■ DIRECTIONS:
Look through the entries below and return all lines including the word "BatchWindow".

■ STORED DATA:
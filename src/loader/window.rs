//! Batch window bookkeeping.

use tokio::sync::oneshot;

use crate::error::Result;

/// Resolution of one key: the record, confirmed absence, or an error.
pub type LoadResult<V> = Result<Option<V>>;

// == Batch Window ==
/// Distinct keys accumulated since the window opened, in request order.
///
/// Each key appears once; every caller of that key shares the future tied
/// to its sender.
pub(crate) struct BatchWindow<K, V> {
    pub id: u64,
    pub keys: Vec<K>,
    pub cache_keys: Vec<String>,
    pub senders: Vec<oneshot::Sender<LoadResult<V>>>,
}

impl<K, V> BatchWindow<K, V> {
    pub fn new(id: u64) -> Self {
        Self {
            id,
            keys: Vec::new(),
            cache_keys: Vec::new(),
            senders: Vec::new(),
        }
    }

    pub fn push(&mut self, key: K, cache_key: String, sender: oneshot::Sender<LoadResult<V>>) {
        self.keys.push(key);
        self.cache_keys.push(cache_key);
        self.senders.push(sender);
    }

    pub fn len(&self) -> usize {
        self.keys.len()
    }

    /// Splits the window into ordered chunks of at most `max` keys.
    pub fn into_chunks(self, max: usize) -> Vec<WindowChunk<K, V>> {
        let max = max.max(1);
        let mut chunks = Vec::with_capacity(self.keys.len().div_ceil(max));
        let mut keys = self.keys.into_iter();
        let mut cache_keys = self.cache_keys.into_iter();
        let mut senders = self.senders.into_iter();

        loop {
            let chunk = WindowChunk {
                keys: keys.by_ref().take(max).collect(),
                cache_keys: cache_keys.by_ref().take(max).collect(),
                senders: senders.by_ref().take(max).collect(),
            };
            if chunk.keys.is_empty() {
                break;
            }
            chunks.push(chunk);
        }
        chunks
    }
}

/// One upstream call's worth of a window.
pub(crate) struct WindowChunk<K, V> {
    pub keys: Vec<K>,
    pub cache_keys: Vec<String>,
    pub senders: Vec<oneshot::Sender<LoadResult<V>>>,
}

■ WRITTEN ANSWER:
pub(crate) struct BatchWindow<K, V> {
impl<K, V> BatchWindow<K, V> {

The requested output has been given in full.